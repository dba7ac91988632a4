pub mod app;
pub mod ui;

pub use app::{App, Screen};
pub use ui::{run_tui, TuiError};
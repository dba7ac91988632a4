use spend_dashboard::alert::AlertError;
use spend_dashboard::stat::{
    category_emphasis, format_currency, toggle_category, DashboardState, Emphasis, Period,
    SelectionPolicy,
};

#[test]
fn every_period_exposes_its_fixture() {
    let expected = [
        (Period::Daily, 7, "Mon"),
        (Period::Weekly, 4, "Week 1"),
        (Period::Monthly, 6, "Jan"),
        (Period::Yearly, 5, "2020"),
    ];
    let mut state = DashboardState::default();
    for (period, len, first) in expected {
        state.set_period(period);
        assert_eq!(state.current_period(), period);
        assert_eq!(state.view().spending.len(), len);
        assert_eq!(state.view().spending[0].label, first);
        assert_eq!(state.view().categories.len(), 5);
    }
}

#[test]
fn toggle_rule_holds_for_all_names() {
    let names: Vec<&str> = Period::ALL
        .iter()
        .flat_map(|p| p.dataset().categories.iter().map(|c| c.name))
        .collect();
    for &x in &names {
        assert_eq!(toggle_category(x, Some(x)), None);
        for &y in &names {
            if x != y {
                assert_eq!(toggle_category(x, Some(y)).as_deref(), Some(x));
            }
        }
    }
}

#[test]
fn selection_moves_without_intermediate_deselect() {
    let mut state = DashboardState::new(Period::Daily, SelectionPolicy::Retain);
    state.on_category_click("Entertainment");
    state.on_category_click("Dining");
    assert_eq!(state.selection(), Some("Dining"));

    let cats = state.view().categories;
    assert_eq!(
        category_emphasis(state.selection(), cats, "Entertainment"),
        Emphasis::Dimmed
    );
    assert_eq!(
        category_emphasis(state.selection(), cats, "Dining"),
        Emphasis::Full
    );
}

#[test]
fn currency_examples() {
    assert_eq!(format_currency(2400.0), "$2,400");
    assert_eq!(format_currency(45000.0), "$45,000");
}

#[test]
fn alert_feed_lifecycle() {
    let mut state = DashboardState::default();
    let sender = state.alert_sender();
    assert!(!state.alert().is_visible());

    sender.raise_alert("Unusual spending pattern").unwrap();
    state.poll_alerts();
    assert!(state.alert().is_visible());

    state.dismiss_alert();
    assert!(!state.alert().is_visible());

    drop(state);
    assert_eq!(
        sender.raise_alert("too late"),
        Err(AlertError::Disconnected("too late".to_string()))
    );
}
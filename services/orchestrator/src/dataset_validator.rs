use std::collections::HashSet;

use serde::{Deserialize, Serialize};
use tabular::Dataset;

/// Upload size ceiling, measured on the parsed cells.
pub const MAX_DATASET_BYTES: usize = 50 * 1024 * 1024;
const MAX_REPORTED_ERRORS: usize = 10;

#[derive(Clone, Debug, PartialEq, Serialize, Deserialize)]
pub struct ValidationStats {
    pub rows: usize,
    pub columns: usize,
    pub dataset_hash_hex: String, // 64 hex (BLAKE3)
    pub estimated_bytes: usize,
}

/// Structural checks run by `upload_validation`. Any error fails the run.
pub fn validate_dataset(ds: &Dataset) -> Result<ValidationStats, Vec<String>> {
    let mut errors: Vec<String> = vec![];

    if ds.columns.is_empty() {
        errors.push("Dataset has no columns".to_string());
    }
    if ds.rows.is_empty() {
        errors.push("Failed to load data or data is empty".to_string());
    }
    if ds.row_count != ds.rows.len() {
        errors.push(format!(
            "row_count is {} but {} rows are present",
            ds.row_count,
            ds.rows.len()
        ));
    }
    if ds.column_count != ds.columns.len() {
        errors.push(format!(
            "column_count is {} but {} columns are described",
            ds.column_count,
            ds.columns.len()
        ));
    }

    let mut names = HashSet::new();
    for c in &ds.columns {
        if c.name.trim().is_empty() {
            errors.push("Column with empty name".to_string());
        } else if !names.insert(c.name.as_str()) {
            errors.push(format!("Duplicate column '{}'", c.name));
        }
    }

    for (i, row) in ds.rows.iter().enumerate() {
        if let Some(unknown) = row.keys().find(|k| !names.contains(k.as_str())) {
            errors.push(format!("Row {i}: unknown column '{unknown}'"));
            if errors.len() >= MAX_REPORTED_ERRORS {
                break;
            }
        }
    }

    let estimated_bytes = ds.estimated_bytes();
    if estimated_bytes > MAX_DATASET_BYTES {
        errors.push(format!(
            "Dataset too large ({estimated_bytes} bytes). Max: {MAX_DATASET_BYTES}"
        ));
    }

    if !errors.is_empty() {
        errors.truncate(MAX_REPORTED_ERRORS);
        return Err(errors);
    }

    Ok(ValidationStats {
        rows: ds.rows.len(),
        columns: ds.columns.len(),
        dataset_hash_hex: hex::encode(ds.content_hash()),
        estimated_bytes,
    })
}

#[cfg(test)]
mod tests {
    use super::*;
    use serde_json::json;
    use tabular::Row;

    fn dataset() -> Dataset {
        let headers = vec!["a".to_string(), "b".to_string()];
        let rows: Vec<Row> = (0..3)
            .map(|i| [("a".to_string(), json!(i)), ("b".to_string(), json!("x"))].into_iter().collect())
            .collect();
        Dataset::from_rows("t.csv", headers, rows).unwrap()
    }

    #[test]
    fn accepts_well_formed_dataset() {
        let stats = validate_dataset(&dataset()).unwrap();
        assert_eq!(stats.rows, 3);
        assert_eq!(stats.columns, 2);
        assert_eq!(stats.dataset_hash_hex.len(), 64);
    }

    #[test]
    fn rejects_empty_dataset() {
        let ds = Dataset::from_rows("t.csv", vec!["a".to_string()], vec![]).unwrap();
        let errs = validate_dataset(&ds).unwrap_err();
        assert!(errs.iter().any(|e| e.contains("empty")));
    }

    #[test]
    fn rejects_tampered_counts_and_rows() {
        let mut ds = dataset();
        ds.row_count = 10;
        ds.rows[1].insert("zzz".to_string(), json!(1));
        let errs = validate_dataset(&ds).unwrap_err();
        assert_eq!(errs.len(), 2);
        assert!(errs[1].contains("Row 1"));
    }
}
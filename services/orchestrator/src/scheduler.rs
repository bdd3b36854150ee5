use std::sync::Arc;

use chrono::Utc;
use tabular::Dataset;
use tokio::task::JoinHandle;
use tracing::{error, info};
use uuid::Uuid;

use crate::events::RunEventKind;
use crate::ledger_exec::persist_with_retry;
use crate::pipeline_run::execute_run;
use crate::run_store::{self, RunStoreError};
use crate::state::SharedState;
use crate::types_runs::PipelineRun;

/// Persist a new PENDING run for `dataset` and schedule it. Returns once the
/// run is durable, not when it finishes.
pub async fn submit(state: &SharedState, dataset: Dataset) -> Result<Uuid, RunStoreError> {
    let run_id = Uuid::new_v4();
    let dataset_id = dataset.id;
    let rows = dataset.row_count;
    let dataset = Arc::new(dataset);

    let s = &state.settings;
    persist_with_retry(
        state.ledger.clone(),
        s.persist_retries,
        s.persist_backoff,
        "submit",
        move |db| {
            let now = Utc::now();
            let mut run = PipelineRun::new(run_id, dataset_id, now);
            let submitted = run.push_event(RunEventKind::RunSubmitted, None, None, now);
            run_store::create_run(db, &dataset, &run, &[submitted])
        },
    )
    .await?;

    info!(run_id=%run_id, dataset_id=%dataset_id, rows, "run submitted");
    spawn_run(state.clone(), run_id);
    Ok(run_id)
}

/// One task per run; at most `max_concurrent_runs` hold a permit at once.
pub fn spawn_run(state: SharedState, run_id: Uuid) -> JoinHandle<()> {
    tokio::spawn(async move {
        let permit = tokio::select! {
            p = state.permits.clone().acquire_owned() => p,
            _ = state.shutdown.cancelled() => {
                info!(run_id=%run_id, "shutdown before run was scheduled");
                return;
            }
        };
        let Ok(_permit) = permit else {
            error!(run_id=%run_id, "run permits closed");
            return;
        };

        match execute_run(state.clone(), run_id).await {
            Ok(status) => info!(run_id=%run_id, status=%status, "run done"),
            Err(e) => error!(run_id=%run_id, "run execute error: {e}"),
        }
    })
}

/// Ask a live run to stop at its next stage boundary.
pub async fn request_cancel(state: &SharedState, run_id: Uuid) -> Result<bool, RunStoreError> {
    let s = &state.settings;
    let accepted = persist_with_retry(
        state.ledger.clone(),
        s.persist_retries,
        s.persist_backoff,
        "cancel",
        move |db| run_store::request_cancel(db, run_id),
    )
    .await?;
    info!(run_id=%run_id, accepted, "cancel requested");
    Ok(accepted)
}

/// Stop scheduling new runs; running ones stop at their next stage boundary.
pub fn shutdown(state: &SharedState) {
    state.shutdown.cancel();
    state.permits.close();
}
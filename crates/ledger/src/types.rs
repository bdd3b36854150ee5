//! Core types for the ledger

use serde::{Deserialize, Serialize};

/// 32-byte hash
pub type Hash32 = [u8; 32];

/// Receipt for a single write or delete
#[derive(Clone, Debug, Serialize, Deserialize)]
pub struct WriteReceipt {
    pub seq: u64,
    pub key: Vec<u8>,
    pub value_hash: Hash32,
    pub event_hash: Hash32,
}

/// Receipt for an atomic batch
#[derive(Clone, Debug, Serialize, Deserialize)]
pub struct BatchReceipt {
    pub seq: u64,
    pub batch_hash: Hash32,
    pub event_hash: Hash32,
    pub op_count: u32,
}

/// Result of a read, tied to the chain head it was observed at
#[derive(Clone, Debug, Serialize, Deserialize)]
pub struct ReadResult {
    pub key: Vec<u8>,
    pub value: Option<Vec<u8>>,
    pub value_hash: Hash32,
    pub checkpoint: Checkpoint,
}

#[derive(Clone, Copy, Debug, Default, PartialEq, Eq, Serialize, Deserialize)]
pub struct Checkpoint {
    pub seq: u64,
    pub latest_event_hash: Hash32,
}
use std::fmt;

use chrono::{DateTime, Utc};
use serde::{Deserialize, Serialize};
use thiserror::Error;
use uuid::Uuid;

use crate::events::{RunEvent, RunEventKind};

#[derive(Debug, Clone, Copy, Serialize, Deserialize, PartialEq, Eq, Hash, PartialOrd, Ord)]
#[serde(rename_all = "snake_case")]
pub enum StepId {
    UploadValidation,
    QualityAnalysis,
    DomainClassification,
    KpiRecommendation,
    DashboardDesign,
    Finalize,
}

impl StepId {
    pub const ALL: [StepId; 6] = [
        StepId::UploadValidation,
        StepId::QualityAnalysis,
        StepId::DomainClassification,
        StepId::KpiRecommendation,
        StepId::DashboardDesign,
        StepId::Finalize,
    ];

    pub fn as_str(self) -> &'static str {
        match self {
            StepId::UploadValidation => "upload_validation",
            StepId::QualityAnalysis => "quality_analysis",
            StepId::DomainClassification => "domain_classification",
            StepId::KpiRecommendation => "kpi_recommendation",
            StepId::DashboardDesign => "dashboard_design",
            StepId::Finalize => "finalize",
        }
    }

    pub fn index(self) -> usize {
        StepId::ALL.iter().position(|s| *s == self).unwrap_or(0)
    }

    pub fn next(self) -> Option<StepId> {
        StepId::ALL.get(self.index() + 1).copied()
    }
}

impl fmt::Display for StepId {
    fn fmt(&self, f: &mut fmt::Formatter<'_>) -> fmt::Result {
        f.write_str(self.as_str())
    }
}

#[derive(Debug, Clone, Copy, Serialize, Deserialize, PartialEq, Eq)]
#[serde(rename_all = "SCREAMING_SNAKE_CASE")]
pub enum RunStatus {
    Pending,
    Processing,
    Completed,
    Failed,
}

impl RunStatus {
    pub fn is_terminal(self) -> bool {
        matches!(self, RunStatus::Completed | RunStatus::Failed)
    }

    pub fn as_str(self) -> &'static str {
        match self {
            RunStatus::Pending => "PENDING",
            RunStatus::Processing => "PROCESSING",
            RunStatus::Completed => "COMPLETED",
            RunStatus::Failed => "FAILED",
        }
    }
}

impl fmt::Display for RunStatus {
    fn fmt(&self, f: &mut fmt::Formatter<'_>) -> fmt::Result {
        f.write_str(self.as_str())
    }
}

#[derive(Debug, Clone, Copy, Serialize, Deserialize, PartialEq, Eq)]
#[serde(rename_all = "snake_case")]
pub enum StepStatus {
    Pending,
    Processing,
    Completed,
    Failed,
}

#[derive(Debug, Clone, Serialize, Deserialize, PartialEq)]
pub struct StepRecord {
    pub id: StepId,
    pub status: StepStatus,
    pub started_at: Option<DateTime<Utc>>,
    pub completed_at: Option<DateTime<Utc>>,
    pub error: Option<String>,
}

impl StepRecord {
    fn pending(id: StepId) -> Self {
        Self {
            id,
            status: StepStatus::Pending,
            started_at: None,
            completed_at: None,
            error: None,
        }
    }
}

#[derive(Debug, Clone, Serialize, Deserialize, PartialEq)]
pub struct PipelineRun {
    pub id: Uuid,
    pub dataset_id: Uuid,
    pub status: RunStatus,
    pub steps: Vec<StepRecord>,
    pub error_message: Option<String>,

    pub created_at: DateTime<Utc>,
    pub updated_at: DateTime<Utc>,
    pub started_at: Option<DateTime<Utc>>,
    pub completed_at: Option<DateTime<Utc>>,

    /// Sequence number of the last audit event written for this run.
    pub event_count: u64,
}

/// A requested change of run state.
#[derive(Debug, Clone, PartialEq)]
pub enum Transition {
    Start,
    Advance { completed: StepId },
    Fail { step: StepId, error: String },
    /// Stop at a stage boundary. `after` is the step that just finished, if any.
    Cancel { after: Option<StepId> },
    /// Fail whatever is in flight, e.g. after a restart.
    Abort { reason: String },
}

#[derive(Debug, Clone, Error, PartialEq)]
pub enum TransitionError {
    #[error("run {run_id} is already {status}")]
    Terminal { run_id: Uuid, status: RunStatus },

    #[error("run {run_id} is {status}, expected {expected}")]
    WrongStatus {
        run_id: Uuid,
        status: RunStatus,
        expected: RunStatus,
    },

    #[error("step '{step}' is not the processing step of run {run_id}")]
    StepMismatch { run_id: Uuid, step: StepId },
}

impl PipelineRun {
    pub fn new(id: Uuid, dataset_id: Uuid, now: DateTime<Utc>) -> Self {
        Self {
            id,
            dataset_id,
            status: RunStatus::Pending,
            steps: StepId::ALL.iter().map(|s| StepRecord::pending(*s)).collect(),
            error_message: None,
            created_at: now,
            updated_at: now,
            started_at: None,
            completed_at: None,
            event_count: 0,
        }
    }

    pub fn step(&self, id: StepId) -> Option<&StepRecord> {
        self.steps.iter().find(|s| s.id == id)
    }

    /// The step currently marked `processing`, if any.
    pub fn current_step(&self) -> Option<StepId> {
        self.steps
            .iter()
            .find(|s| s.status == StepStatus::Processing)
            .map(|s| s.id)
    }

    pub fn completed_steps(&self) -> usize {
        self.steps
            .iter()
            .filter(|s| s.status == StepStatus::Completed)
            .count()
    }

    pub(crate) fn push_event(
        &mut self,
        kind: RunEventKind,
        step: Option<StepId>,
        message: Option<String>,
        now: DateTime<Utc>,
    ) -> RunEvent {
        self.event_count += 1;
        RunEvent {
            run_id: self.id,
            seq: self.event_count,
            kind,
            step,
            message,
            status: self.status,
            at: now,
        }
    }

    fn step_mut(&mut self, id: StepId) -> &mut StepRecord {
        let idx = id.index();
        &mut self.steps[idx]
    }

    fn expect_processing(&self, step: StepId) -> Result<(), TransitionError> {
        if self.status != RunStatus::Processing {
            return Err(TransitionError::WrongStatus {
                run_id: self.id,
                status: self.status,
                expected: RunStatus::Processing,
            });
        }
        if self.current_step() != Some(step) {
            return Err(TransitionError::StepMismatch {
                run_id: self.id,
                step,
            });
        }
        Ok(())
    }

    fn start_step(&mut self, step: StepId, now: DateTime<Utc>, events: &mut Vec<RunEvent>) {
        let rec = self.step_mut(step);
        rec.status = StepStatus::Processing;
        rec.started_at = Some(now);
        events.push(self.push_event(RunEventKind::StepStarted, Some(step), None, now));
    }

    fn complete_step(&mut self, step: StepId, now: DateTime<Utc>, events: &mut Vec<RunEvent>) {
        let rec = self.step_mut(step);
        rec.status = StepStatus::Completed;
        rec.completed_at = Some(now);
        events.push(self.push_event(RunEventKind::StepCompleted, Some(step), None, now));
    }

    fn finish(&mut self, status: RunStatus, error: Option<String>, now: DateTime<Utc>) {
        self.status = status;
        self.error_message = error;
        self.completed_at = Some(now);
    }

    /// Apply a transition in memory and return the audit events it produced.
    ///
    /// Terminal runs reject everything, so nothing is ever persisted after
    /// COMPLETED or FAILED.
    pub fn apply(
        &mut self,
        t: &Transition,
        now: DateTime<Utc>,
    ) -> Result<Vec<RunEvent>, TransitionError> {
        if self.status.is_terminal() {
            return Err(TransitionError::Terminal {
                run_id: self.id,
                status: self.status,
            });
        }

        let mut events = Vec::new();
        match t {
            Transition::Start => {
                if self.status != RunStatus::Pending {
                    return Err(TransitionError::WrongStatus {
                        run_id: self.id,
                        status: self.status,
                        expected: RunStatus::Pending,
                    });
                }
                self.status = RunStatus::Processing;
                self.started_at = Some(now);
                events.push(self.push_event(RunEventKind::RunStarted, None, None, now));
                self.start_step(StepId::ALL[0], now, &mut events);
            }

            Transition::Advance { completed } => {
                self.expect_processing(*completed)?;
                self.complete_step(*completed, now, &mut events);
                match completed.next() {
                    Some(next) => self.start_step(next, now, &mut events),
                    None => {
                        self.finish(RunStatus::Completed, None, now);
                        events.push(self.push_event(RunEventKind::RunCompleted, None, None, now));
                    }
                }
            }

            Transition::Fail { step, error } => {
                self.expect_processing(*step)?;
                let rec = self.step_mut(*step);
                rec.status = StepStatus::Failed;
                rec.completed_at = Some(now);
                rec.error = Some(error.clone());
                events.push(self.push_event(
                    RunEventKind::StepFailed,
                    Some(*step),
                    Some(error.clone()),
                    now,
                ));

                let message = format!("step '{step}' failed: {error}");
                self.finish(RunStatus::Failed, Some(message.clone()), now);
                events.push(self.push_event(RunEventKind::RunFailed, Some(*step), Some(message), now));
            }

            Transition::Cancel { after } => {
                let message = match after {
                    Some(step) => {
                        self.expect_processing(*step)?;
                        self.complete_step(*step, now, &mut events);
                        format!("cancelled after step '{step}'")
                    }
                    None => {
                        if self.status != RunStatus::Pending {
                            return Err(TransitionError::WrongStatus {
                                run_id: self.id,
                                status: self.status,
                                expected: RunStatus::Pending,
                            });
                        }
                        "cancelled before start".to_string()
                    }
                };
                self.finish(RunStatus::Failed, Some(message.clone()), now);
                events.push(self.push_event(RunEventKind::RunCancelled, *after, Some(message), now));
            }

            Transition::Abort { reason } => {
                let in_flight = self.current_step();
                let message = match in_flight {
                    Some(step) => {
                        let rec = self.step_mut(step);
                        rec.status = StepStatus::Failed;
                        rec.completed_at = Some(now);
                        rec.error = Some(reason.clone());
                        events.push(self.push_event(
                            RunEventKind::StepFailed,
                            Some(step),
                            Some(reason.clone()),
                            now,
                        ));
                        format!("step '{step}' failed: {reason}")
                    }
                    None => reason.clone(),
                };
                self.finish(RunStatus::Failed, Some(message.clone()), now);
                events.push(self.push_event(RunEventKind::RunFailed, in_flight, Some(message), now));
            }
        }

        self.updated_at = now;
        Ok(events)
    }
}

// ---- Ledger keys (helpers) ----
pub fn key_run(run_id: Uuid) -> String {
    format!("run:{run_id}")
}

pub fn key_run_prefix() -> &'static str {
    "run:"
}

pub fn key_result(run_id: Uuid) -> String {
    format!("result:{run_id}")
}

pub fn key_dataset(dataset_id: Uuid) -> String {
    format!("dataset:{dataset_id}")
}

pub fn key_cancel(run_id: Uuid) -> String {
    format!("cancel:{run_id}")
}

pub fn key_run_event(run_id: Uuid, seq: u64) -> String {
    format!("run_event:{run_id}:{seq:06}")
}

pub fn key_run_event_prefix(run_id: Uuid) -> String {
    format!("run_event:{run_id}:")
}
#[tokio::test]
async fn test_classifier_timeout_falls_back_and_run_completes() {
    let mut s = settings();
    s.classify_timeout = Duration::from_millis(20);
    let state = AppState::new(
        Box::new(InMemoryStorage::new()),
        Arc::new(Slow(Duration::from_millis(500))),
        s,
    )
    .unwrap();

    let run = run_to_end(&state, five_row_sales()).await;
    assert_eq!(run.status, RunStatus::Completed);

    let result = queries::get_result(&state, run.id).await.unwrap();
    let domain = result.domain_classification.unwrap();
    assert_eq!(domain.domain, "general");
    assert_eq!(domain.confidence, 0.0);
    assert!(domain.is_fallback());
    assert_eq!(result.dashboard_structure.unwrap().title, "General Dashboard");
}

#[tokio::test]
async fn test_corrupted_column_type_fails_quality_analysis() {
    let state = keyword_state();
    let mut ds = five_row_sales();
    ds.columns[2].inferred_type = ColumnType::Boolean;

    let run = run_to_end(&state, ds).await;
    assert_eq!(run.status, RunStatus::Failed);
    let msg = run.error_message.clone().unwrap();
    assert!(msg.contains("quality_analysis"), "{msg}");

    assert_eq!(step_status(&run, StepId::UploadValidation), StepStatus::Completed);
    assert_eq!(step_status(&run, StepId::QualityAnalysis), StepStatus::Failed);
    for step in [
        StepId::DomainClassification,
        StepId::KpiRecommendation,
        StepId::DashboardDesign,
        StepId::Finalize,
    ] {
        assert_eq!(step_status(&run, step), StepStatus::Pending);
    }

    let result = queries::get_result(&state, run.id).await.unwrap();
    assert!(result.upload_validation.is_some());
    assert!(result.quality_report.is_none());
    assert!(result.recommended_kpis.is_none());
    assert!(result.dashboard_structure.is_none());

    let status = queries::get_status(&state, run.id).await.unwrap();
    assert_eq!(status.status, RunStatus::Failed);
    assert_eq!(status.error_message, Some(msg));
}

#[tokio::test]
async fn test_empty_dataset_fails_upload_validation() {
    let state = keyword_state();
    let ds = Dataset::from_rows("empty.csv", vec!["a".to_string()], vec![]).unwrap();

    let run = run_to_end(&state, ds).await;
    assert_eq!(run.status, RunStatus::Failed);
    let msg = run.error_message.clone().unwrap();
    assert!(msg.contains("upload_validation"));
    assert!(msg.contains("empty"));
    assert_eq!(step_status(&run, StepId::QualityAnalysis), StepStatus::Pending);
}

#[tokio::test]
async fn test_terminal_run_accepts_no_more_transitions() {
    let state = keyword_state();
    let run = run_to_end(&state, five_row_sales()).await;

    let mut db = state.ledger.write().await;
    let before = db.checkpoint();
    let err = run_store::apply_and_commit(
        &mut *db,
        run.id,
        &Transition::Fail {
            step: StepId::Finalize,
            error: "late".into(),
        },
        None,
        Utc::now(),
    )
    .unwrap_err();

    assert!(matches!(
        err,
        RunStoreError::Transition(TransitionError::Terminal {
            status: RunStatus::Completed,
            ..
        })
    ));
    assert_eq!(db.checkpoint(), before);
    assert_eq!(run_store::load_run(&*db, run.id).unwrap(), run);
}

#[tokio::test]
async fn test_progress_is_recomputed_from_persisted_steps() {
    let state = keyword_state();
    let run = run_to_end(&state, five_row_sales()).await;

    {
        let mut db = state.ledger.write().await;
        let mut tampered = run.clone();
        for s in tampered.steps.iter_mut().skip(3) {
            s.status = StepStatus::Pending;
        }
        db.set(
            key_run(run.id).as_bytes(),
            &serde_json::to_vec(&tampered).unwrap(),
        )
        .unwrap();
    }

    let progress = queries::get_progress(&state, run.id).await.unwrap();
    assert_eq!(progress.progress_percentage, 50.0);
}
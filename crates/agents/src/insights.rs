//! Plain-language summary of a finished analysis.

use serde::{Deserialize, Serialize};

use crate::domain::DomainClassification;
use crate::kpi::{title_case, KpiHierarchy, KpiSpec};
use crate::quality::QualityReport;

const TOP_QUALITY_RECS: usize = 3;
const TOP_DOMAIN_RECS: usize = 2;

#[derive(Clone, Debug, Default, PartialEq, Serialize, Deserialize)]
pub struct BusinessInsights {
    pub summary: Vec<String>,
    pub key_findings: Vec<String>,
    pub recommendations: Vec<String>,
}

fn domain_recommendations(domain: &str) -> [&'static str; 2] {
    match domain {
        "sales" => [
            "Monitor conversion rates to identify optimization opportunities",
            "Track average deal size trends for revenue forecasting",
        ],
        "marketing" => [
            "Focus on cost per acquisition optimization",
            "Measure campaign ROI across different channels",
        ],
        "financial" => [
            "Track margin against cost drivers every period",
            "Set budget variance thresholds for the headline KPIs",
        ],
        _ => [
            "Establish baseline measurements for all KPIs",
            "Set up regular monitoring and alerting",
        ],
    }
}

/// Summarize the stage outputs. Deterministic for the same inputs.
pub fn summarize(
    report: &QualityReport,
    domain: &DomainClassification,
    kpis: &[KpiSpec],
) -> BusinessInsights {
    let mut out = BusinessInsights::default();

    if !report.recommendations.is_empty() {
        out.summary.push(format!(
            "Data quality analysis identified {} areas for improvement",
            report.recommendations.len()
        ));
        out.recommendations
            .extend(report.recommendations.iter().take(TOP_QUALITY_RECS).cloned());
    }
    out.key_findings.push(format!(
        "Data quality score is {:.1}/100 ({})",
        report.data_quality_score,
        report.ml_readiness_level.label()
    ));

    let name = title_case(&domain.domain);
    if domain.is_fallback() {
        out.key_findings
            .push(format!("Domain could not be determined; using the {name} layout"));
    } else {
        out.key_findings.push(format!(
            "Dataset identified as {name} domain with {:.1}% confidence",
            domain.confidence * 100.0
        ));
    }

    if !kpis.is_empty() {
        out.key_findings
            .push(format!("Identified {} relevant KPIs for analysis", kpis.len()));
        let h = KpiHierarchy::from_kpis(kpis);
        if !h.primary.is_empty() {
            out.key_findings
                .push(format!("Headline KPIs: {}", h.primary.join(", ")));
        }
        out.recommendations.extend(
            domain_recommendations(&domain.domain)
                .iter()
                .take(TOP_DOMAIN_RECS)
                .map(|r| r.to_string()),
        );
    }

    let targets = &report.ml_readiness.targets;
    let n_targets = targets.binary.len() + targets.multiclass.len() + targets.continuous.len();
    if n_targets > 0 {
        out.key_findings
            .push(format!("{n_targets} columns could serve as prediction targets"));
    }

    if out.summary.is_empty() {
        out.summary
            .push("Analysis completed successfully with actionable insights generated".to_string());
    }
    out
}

+ + +

Your answer should be all lines from the data that contain "extend".

--- Response box ---
            .extend(report.recommendations.iter().take(TOP_QUALITY_RECS).cloned());
        out.recommendations.extend(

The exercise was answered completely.